Deoxyribonucleic acid, better known as DNA, is often referred to as one of the four molecules of life, carrying the genetic material essential for all living organisms to survive and reproduce. It has been suggested that the ability of DNA to conduct electricity has a functional role in biological processes and that it can be engineered in nanoelectronic devices as well. Numerous research groups have attempted to measure the conductance of DNA, however inconsistencies remain. In typical measurements, researchers have attached amine linkers to DNA ends to bind with gold electrodes. One reason for these discrepancies in the literature is that the question of how DNA binds to the junction remains unclear. Here we measure the conductance of two analogues of guanine, one of the building blocks of DNA, using Scanning Tunneling Microscopy-Break Junction technique (STM-BJ).
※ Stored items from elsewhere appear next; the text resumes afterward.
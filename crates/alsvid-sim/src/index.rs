//! Basis-index bit insertion.
//!
//! Embedding a small gate into the full operator space needs to know where
//! a spectator basis index lands once the gate's own qubits are spliced
//! back in. These two functions compute that directly on the integer
//! index, avoiding explicit identity-interleaved tensor chains.

/// Insert `bit` at `position` of the basis index `k`.
///
/// The low `position` bits of `k` are kept, everything above is shifted up
/// by one, and `bit` fills the gap, turning an N-bit index into an
/// (N+1)-bit index.
#[inline]
pub fn insert_one(bit: usize, position: usize, k: usize) -> usize {
    debug_assert!(bit <= 1, "bit must be 0 or 1");
    let lowbits = k & ((1 << position) - 1);
    let mut index = k >> position;
    index <<= 1;
    index |= bit;
    index <<= position;
    index | lowbits
}

/// Insert `bit_a` at `pos_a` and `bit_b` at `pos_b` of the basis index `k`.
///
/// The higher position is inserted first, adjusted down by one because the
/// second insertion will shift it back up. Positions refer to the final
/// (N+2)-bit index and must be distinct; the caller enforces that as a
/// precondition.
#[inline]
pub fn insert_two(bit_a: usize, pos_a: usize, bit_b: usize, pos_b: usize, k: usize) -> usize {
    debug_assert_ne!(pos_a, pos_b, "insertion positions must differ");

    if pos_a > pos_b {
        let index = insert_one(bit_a, pos_a - 1, k);
        insert_one(bit_b, pos_b, index)
    } else {
        let index = insert_one(bit_b, pos_b - 1, k);
        insert_one(bit_a, pos_a, index)
    }
}

#[cfg(test)]
mod tests {
    use super::*;

    #[test]
    fn test_insert_one_at_bottom() {
        // k = 0b101, insert 1 at position 0 → 0b1011.
        assert_eq!(insert_one(1, 0, 0b101), 0b1011);
        assert_eq!(insert_one(0, 0, 0b101), 0b1010);
    }

    #[test]
    fn test_insert_one_in_middle() {
        // k = 0b101, insert 0 at position 1 → 0b1001.
        assert_eq!(insert_one(0, 1, 0b101), 0b1001);
        assert_eq!(insert_one(1, 1, 0b101), 0b1011);
    }

    #[test]
    fn test_insert_one_at_top() {
        assert_eq!(insert_one(1, 3, 0b101), 0b1101);
    }

    #[test]
    fn test_insert_two_orders_agree() {
        // Inserting (a at 0, b at 2) must mean the same thing regardless of
        // which argument slot carries the higher position.
        for k in 0..8 {
            for a in 0..2 {
                for b in 0..2 {
                    assert_eq!(
                        insert_two(a, 0, b, 2, k),
                        insert_two(b, 2, a, 0, k),
                    );
                }
            }
        }
    }

    #[test]
    fn test_insert_two_bits_land_at_their_positions() {
        for k in 0..16 {
            for a in 0..2 {
                for b in 0..2 {
                    let idx = insert_two(a, 1, b, 3, k);
                    assert_eq!((idx >> 1) & 1, a);
                    assert_eq!((idx >> 3) & 1, b);
                }
            }
        }
    }

    #[test]
    fn test_insert_two_n2_is_trivial() {
        // With no spectator bits the index is just b·2 + a for positions (0, 1).
        assert_eq!(insert_two(1, 0, 0, 1, 0), 1);
        assert_eq!(insert_two(0, 0, 1, 1, 0), 2);
        assert_eq!(insert_two(1, 0, 1, 1, 0), 3);
    }
}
Using STM-BJ, we repeatedly form and break Au-Au junctions so that, in the presence of our molecules of interest, one can bridge the Au-Au gap and we can measure the current across the Au-molecule-Au junction. We find that the guanine analogues can bind to gold and hypothesize that they are binding through the native amine and the imidazole in the guanine. This is the first use, to our knowledge, of the imidazole ligand as a binding moiety in STM-BJ single molecule conductance experiments. These measurements suggest that DNA, which contains guanine, may be able to bind to gold electrodes in the absence of a linker.